Millions of people tuned in to the last season premiere of the epic motorcycle crime drama that is “Sons of Anarchy” Tuesday night.
And why wouldn’t they? It’s compelling television. It’s chock full of the drama and the suspense and the violence that you’d expect from a show about an outlaw motorcycle gang.
And if you live anywhere in the Central Valley, there’s a good chance that there’s a certain amount of hometown pride associated with the show.
It’s set in San Joaquin County. They mention all of the places around here that you’re likely to cross if you go in any direction – Stockton, Lodi, Escalon, Oakland and Calaveras County.
Entire scenes are supposedly set within the San Joaquin County Jail.
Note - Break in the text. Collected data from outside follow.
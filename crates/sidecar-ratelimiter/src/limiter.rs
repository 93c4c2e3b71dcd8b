//! Fixed-window counter algorithm (§4.3), independent of any Tower plumbing
//! so it can be driven directly in tests.

use std::sync::Arc;
use std::time::{Duration, Instant};

use sidecar_auth::{Principal, Quota};
use sidecar_core::TaskSupervisor;
use sidecar_kvstore::KvStore;

use crate::events::RateLimiterEvent;

/// Outcome of a single [`FixedWindowLimiter::check`] call.
#[derive(Debug, Clone, PartialEq)]
pub enum Decision {
    Allow { count: i64 },
    Reject { retry_after: Duration },
}

/// Distributed fixed-window rate limiter keyed by `(blockchain, principal)`.
///
/// All state lives in the KV store; this type is stateless beyond its
/// configuration and is cheap to clone.
#[derive(Clone)]
pub struct FixedWindowLimiter<K> {
    store: K,
    tasks: TaskSupervisor,
    interval: Duration,
    sync_interval: u64,
    limits_prefix: String,
    on_sync: Arc<dyn Fn(String, i64) + Send + Sync>,
}

impl<K: KvStore> FixedWindowLimiter<K> {
    /// `limits_prefix` is typically `"<blockchain_name>/limits"`.
    pub fn new(
        store: K,
        tasks: TaskSupervisor,
        interval: Duration,
        sync_interval: u64,
        limits_prefix: impl Into<String>,
    ) -> Self {
        Self {
            store,
            tasks,
            interval,
            sync_interval,
            limits_prefix: limits_prefix.into(),
            on_sync: Arc::new(|_, _| {}),
        }
    }

    /// Registers a callback invoked (outside the hot path) whenever this
    /// window crosses a sync boundary — the binary wires this to submit an
    /// outbound peer broadcast.
    pub fn with_sync_callback(mut self, f: impl Fn(String, i64) + Send + Sync + 'static) -> Self {
        self.on_sync = Arc::new(f);
        self
    }

    fn key_for(&self, principal: &Principal) -> String {
        format!("{}/{}", self.limits_prefix, principal.limit_key_suffix())
    }

    /// Applies the fixed-window algorithm for one request from `principal`.
    ///
    /// `quota == Unlimited` takes the shortcut described in §4.3 and never
    /// touches the store.
    pub async fn check(&self, principal: &Principal, quota: Quota) -> Result<Decision, sidecar_kvstore::KvError> {
        let Some(limit) = quota.as_limited() else {
            return Ok(Decision::Allow { count: 0 });
        };

        let key = self.key_for(principal);

        // Absence must be decided from the value itself, not from TTL: a key
        // incremented by a peer's `apply()` (crates/sidecar-peersync) can exist
        // with no TTL yet (TTL == -1, not -2) in the window between its INCRBY
        // and its EXPIRE. Keying off `ttl < 0` would treat that counter as
        // absent and reset it to 1, discarding an already-elevated peer count.
        let Some(current) = self.read_count(&key).await? else {
            self.store.set_ex(&key, b"1", self.interval).await?;
            return Ok(Decision::Allow { count: 1 });
        };

        if (current as f64) < limit {
            let count = self.store.incr(&key).await?;
            self.maybe_sync(&key, count);
            return Ok(Decision::Allow { count });
        }

        let ttl = self.store.ttl(&key).await?;
        let retry_after = Duration::from_secs(ttl.max(0) as u64);
        Ok(Decision::Reject { retry_after })
    }

    async fn read_count(&self, key: &str) -> Result<Option<i64>, sidecar_kvstore::KvError> {
        match self.store.get(key).await? {
            Some(bytes) => {
                let text = String::from_utf8_lossy(&bytes);
                text.trim()
                    .parse::<i64>()
                    .map(Some)
                    .map_err(|_| sidecar_kvstore::KvError::InvalidValue(format!("key {key} is not an integer")))
            }
            None => Ok(None),
        }
    }

    fn maybe_sync(&self, key: &str, count: i64) {
        if self.sync_interval > 0 && count > 0 && count as u64 % self.sync_interval == 0 {
            let key = key.to_string();
            let on_sync = Arc::clone(&self.on_sync);
            self.tasks.submit(async move {
                on_sync(key, count);
            });
        }
    }
}

/// Turns a [`Decision`] into the corresponding observability event.
pub fn decision_event(principal: &Principal, decision: &Decision) -> RateLimiterEvent {
    match decision {
        Decision::Allow { count } => RateLimiterEvent::Allowed {
            principal: principal.clone(),
            count: *count,
            timestamp: Instant::now(),
        },
        Decision::Reject { retry_after } => RateLimiterEvent::Rejected {
            principal: principal.clone(),
            retry_after: *retry_after,
            timestamp: Instant::now(),
        },
    }
}

#[cfg(test)]
mod tests {
    use super::*;
    use sidecar_kvstore::InMemoryKvStore;
    use std::sync::atomic::{AtomicUsize, Ordering};
    use std::time::Duration;

    fn limiter(store: InMemoryKvStore, sync_interval: u64) -> FixedWindowLimiter<InMemoryKvStore> {
        FixedWindowLimiter::new(
            store,
            TaskSupervisor::new(),
            Duration::from_secs(60),
            sync_interval,
            "chain/limits",
        )
    }

    #[tokio::test]
    async fn first_request_in_window_is_allowed_and_sets_counter() {
        let store = InMemoryKvStore::new();
        let limiter = limiter(store.clone(), 0);
        let principal = Principal::anonymous("203.0.113.1");

        let decision = limiter.check(&principal, Quota::finite(2.0)).await.unwrap();
        assert_eq!(decision, Decision::Allow { count: 1 });
    }

    #[tokio::test]
    async fn requests_under_quota_increment_and_allow() {
        let store = InMemoryKvStore::new();
        let limiter = limiter(store, 0);
        let principal = Principal::anonymous("203.0.113.1");

        assert_eq!(
            limiter.check(&principal, Quota::finite(2.0)).await.unwrap(),
            Decision::Allow { count: 1 }
        );
        assert_eq!(
            limiter.check(&principal, Quota::finite(2.0)).await.unwrap(),
            Decision::Allow { count: 2 }
        );
    }

    #[tokio::test]
    async fn request_at_quota_is_rejected_with_retry_after() {
        let store = InMemoryKvStore::new();
        let limiter = limiter(store, 0);
        let principal = Principal::anonymous("203.0.113.1");

        limiter.check(&principal, Quota::finite(1.0)).await.unwrap();
        let decision = limiter.check(&principal, Quota::finite(1.0)).await.unwrap();
        assert!(matches!(decision, Decision::Reject { .. }));
    }

    #[tokio::test]
    async fn unlimited_quota_never_touches_the_store() {
        let store = InMemoryKvStore::new();
        let limiter = limiter(store.clone(), 0);
        let principal = Principal::authenticated("unlimited-key");

        for _ in 0..5 {
            let decision = limiter.check(&principal, Quota::Unlimited).await.unwrap();
            assert_eq!(decision, Decision::Allow { count: 0 });
        }
        assert_eq!(
            store.ttl("chain/limits/api_key/unlimited-key").await.unwrap(),
            -2,
            "unlimited quota must never create a counter key"
        );
    }

    #[tokio::test]
    async fn key_with_no_ttl_yet_is_not_treated_as_absent() {
        // Mirrors the window a peer's `apply()` can leave behind: INCRBY
        // creates the key before EXPIRE ever runs, so TTL reads -1 while the
        // value is already elevated. `check()` must increment from there,
        // not reset the counter back to 1.
        let store = InMemoryKvStore::new();
        let key = "chain/limits/ip/203.0.113.1";
        store.incrby(key, 500).await.unwrap();
        assert_eq!(store.ttl(key).await.unwrap(), -1, "precondition: key exists with no ttl set");

        let limiter = limiter(store.clone(), 0);
        let principal = Principal::anonymous("203.0.113.1");

        let decision = limiter.check(&principal, Quota::finite(1000.0)).await.unwrap();
        assert_eq!(decision, Decision::Allow { count: 501 });
    }

    #[tokio::test]
    async fn sync_boundary_triggers_callback_once_per_multiple() {
        let store = InMemoryKvStore::new();
        let calls = Arc::new(AtomicUsize::new(0));
        let calls_clone = Arc::clone(&calls);

        let limiter = FixedWindowLimiter::new(
            store,
            TaskSupervisor::new(),
            Duration::from_secs(60),
            2,
            "chain/limits",
        )
        .with_sync_callback(move |_key, _count| {
            calls_clone.fetch_add(1, Ordering::SeqCst);
        });

        let principal = Principal::anonymous("203.0.113.1");
        for _ in 0..4 {
            limiter.check(&principal, Quota::finite(1000.0)).await.unwrap();
        }

        tokio::time::sleep(Duration::from_millis(20)).await;
        assert_eq!(calls.load(Ordering::SeqCst), 2, "expected a sync at counts 2 and 4");
    }

    #[tokio::test]
    async fn principals_are_isolated_from_each_other() {
        let store = InMemoryKvStore::new();
        let limiter = limiter(store, 0);

        let a = Principal::anonymous("203.0.113.1");
        let b = Principal::anonymous("203.0.113.2");

        limiter.check(&a, Quota::finite(1.0)).await.unwrap();
        let decision_b = limiter.check(&b, Quota::finite(1.0)).await.unwrap();
        assert_eq!(decision_b, Decision::Allow { count: 1 });
    }
}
It’s a town called Charming.
But Tuesday morning, hours before Charlie Hunnam and Jax Teller went on a murderous rampage that included slicing a swastika into the stomach of an informant while in custody and shooting a wounded pastor twice in the face like he was putting a wounded animal out of its misery, what was taking place inside the San Joaquin County courthouse was anything but charming.
Brandon Gann sat stoically behind a desk in a courtroom while Deputy District Attorney Kevin Mayo entered photo after photo as evidence that Gann was in fact a member of the Hells Angels, and that he along with an accomplice were responsible for the shooting death of a member of a rival motorcycle gang.
The story itself was straight out of the show’s script – a car rips into the parking lot, smashes into a motorcycle, and a fight ensues. Somebody from the car allegedly produces a gun and fires seven shots including the one that killed 26-year-old Danny Martinez. The murder took place just outside of Manteca’s eastern city limits on Ideal Parkway.
It gets more complicated and convoluted from there. Deciding Gann’s fate will be up to the 12 men and women (and three alternates) that are currently weighing the options.
But here’s the catch. It wasn’t the only motorcycle-based murder proceeding going on that day.
Just two doors up Deputy District Attorney Janet Smith conducted the second day of trying to select a jury and move forward with first-degree murder charges against 24-year-old Michael Roessler and 23-year-old Justin Wilson. Both are allegedly part of the trio that are responsible for the shooting death of 51-year-old Michael Lawrence in front of his family back in June of 2013 near Wetherbee Lake just outside Manteca’s western city limits.
Life imitating art?
Time will tell.
Nobody is saying that “Sons of Anarchy” is promoting violence among motorcycle gangs, and I think that most people can realize that despite the fact that the show’s creators spent time in the area for research while writing the initial storyline, that it’s fiction.
It’s not real.
It’s a melodrama – a brutal, blood-soaked soap-opera where anybody can die at anytime, and doing whatever you want is acceptable as long as it’s in the name of brotherhood or family.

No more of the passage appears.